My code can become simpler if those oFulfilled and onRejected functions are called.

@katowulf Can you give me some pointers on where to implement this in firebase-util?

Here's a fiddle that compare push and $add: http://jsfiddle.net/devotis/869sgr01/2/

katowulf commented 9 years ago

Don't use $watch. Use $extend and $$added as demonstrated here. I'm not sure what this question has to do with firebase-util as it appears to be a question about filtering with AngularFire. If you're having specific issues, please create a repro that demonstrates the behavior.

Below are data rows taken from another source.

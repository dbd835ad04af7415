use crate::db::DatabaseError;
use serde::{Deserialize, Serialize};

/// Macro to generate enum with as_str + std::str::FromStr pattern.
/// The wire string doubles as the serde name and the stored column value.
macro_rules! str_enum {
    ($name:ident { $($variant:ident => $s:literal),+ $(,)? }) => {
        #[derive(Debug, Clone, Copy, PartialEq, Eq, Hash, Serialize, Deserialize)]
        pub enum $name {
            $(#[serde(rename = $s)] $variant),+
        }

        impl $name {
            pub fn as_str(&self) -> &'static str {
                match self {
                    $(Self::$variant => $s),+
                }
            }
        }

        impl std::fmt::Display for $name {
            fn fmt(&self, f: &mut std::fmt::Formatter<'_>) -> std::fmt::Result {
                f.write_str(self.as_str())
            }
        }

        impl std::str::FromStr for $name {
            type Err = DatabaseError;

            fn from_str(s: &str) -> Result<Self, Self::Err> {
                match s {
                    $($s => Ok(Self::$variant)),+,
                    _ => Err(DatabaseError::InvalidEnum {
                        field: stringify!($name).into(),
                        value: s.into(),
                    }),
                }
            }
        }
    };
}

str_enum!(AppointmentState {
    Pending => "pendiente",
    Confirmed => "confirmado",
    Attended => "atendido",
    Absent => "ausente",
    Cancelled => "cancelado",
});

impl AppointmentState {
    /// Still expected to happen today: counts as pending on the agenda.
    pub fn is_pending(&self) -> bool {
        matches!(self, Self::Pending | Self::Confirmed)
    }

    /// Contributes to the lateness estimate when its slot has passed.
    pub fn counts_toward_delay(&self) -> bool {
        matches!(self, Self::Pending | Self::Confirmed | Self::Attended)
    }
}

// Externally visible license state
str_enum!(LicenseStatus {
    Active => "activa",
    Expired => "expirada",
    NotConfigured => "no_configurada",
});

// Engine-level tier; ExpiringSoon still gates as active
str_enum!(LicenseTerm {
    Active => "activa",
    ExpiringSoon => "por_expirar",
    Expired => "expirada",
});

str_enum!(MessageKind {
    Confirmation => "confirmacion",
    Reminder => "recordatorio",
    Delay => "demora",
});

str_enum!(DelayTier {
    OnTime => "on_time",
    Minor => "minor",
    Major => "major",
});
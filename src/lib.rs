pub mod agenda; // Daily agenda, delay estimate, state transitions
pub mod clock;
pub mod commands;
pub mod config;
pub mod core_state;
pub mod db;
pub mod events; // UI notifications
pub mod license; // Perpetual license + update window
pub mod messages;
pub mod models;
pub mod seed;

use tracing_subscriber::EnvFilter;

use crate::config::AppConfig;
use crate::core_state::{CoreError, CoreState};

/// Install the global tracing subscriber. `RUST_LOG` wins over the default
/// filter. Safe to call more than once.
pub fn init_tracing() {
    let _ = tracing_subscriber::fmt()
        .with_env_filter(
            EnvFilter::try_from_default_env()
                .unwrap_or_else(|_| EnvFilter::new(config::default_log_filter())),
        )
        .try_init();
}

/// Startup for the desktop shell: logging, configuration from the
/// environment, database open and migration, demo data on first run.
pub fn run() -> Result<CoreState, CoreError> {
    init_tracing();
    tracing::info!("{} starting v{}", config::APP_NAME, config::APP_VERSION);

    let config = AppConfig::from_env()?;
    let state = CoreState::open(&config)?;

    if state.requires_activation()? {
        tracing::info!("No license configured yet");
    }
    Ok(state)
}
use std::str::FromStr;

use chrono::{NaiveDate, NaiveDateTime};
use rusqlite::{params, Connection, OptionalExtension, Row};
use uuid::Uuid;

use super::patient::{patient_from_row, read_patient_row};
use super::{parse_date, parse_uuid};
use crate::db::DatabaseError;
use crate::models::*;

const APPOINTMENT_SELECT: &str =
    "SELECT a.id, a.patient_id, a.date, a.time, a.duration_minutes, a.reason, a.state, a.notes,
            a.created_at, a.updated_at,
            p.id, p.name, p.phone, p.email, p.notes, p.created_at, p.updated_at
     FROM appointments a
     JOIN patients p ON p.id = a.patient_id";

struct AppointmentRow {
    id: String,
    patient_id: String,
    date: String,
    time: String,
    duration_minutes: u32,
    reason: String,
    state: String,
    notes: Option<String>,
    created_at: NaiveDateTime,
    updated_at: NaiveDateTime,
    patient: (
        String,
        String,
        String,
        Option<String>,
        Option<String>,
        NaiveDateTime,
        NaiveDateTime,
    ),
}

fn read_appointment_row(row: &Row<'_>) -> rusqlite::Result<AppointmentRow> {
    Ok(AppointmentRow {
        id: row.get(0)?,
        patient_id: row.get(1)?,
        date: row.get(2)?,
        time: row.get(3)?,
        duration_minutes: row.get(4)?,
        reason: row.get(5)?,
        state: row.get(6)?,
        notes: row.get(7)?,
        created_at: row.get(8)?,
        updated_at: row.get(9)?,
        patient: read_patient_row(row, 10)?,
    })
}

fn appointment_from_row(raw: AppointmentRow) -> Result<Appointment, DatabaseError> {
    let time = parse_time_of_day(&raw.time).map_err(|e| {
        DatabaseError::ConstraintViolation(format!("invalid time '{}': {e}", raw.time))
    })?;
    Ok(Appointment {
        id: parse_uuid(&raw.id)?,
        patient_id: parse_uuid(&raw.patient_id)?,
        patient: Some(patient_from_row(raw.patient)?),
        date: parse_date(&raw.date)?,
        time,
        duration_minutes: raw.duration_minutes,
        reason: raw.reason,
        state: AppointmentState::from_str(&raw.state)?,
        notes: raw.notes,
        no_show_risk: false,
        created_at: raw.created_at,
        updated_at: raw.updated_at,
    })
}

fn collect_appointments(
    conn: &Connection,
    sql: &str,
    params: impl rusqlite::Params,
) -> Result<Vec<Appointment>, DatabaseError> {
    let mut stmt = conn.prepare(sql)?;
    let rows = stmt.query_map(params, read_appointment_row)?;

    let mut appointments = Vec::new();
    for row in rows {
        appointments.push(appointment_from_row(row?)?);
    }
    Ok(appointments)
}

/// Creates an appointment and returns its id.
/// The referenced patient must exist.
pub fn insert_appointment(conn: &Connection, new: &NewAppointment) -> Result<Uuid, DatabaseError> {
    if !super::patient_exists(conn, &new.patient_id)? {
        return Err(DatabaseError::not_found("Patient", new.patient_id));
    }
    let id = Uuid::new_v4();
    conn.execute(
        "INSERT INTO appointments (id, patient_id, date, time, duration_minutes, reason, state, notes)
         VALUES (?1, ?2, ?3, ?4, ?5, ?6, ?7, ?8)",
        params![
            id.to_string(),
            new.patient_id.to_string(),
            new.date.to_string(),
            format_time_of_day(new.time),
            new.duration_minutes,
            new.reason,
            new.state.as_str(),
            new.notes,
        ],
    )?;
    Ok(id)
}

/// Fetches one appointment with its patient attached.
pub fn get_appointment(conn: &Connection, id: &Uuid) -> Result<Option<Appointment>, DatabaseError> {
    let sql = format!("{APPOINTMENT_SELECT} WHERE a.id = ?1");
    let raw = conn
        .query_row(&sql, params![id.to_string()], read_appointment_row)
        .optional()?;
    raw.map(appointment_from_row).transpose()
}

/// Appointments for one day, earliest first. Equal times keep insertion order.
pub fn list_appointments_by_date(
    conn: &Connection,
    date: &NaiveDate,
) -> Result<Vec<Appointment>, DatabaseError> {
    let sql = format!("{APPOINTMENT_SELECT} WHERE a.date = ?1 ORDER BY a.time ASC, a.rowid ASC");
    collect_appointments(conn, &sql, params![date.to_string()])
}

/// Patient history, most recent first.
pub fn list_appointments_by_patient(
    conn: &Connection,
    patient_id: &Uuid,
) -> Result<Vec<Appointment>, DatabaseError> {
    let sql = format!(
        "{APPOINTMENT_SELECT} WHERE a.patient_id = ?1 ORDER BY a.date DESC, a.time DESC"
    );
    collect_appointments(conn, &sql, params![patient_id.to_string()])
}

pub fn update_appointment(conn: &Connection, appt: &Appointment) -> Result<(), DatabaseError> {
    if !super::patient_exists(conn, &appt.patient_id)? {
        return Err(DatabaseError::not_found("Patient", appt.patient_id));
    }
    let changed = conn.execute(
        "UPDATE appointments
         SET patient_id = ?1, date = ?2, time = ?3, duration_minutes = ?4, reason = ?5,
             state = ?6, notes = ?7, updated_at = CURRENT_TIMESTAMP
         WHERE id = ?8",
        params![
            appt.patient_id.to_string(),
            appt.date.to_string(),
            format_time_of_day(appt.time),
            appt.duration_minutes,
            appt.reason,
            appt.state.as_str(),
            appt.notes,
            appt.id.to_string(),
        ],
    )?;
    if changed == 0 {
        return Err(DatabaseError::not_found("Appointment", appt.id));
    }
    Ok(())
}

pub fn delete_appointment(conn: &Connection, id: &Uuid) -> Result<(), DatabaseError> {
    let changed = conn.execute(
        "DELETE FROM appointments WHERE id = ?1",
        params![id.to_string()],
    )?;
    if changed == 0 {
        return Err(DatabaseError::not_found("Appointment", id));
    }
    Ok(())
}

/// Writes the state column. Returns false when no appointment has that id.
pub fn set_appointment_state(
    conn: &Connection,
    id: &Uuid,
    state: AppointmentState,
) -> Result<bool, DatabaseError> {
    let changed = conn.execute(
        "UPDATE appointments SET state = ?1, updated_at = CURRENT_TIMESTAMP WHERE id = ?2",
        params![state.as_str(), id.to_string()],
    )?;
    Ok(changed > 0)
}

christiaanwesterbeek commented 9 years ago

Thanks for the demonstration @katowulf . After posting my question I updated it with a fiddle that demonstrates the behaviour.

You'll find that the function defined by then after $add is not called.

katowulf commented 9 years ago

A promise accepts two functions, the first is the success, the second is the error. Add an error function and you'll see it's being triggered with undefined. If you investigate why, I'll be happy to patch the project.

phanikoneru commented 9 years ago

@maxrevilo Is this issue with firebase util or angularfire. i sm also running into similar issue as mentioned in fiddle and using angularfire 1.1.2 and firebase util 0.2.4

maxrevilo commented 9 years ago

The problem is with Firebase Util. I made a PR that kato accepted, and now we have to wait until the next release for bower.

But in the mean time you can hotfix your local copy of Firebase Util. In the file firebase-util/dist/firebase-util.js look for the line 4015 and change it to:

      fn.apply(context, this.hasErrors()? this.getErrors() : [null]);

And import firebase-util.js instead of firebase-util.min.js

phanikoneru commented 9 years ago

Thank You @maxrevilo . It worked!! Any idea when will be next release?

jaufgang commented 8 years ago

@maxrevilo's pull request was merged on July 21. Version 2.5 was released on bower on August 20, but for some reason did not include the fix from this pull request. Hence, this issue is still outstanding for bower users. (I just encountered the bug today, and had to hunt around to find that it had been fixed 3 months ago.) It would be very helpful if a new version could be released containing this fix. Thanks.

maxrevilo commented 8 years ago

The bug got reintroduced. I will make another PR, but I want to make an unit test to make sure that the bug never gets reintroduced again.

The bug is in src/common/libs/queue.js should I make a unit test for handler(fn, context) in firebase-util/test/common/libs/queue.js? Or should I go for an integration test at a higher level?

katowulf commented 8 years ago

Unit tests at the lowest level seem ideal. Also, to be fixed, the PR had this:

 fn.apply(context, this.hasErrors()? [this.getErrors() : null]);

Which should actually be this:

 fn.apply(context, this.hasErrors()? this.getErrors() : [null]);

PRs welcome.

maxrevilo commented 8 years ago

Yes your are right, should be the former. Seems pretty easy I'll try to make te PR as soon as I can.

We can also consider to change getErrors from

return this.errors.slice(0);

to:

return this.errors.length? this.errors.slice(0): [null];

And that way the logic is encapsulated in the function. But I'm not sure if returning [null] on getErrors is an acceptable solution.

katowulf commented 8 years ago

The results from getErrors() are currently being passed directly into Firebase API wrappers. Those must return either null or an error value. Thus, to remain as close to the API as possible, we should keep returning null. It is annoying that the function.apply() calls are so prevalent and muck the simplicity.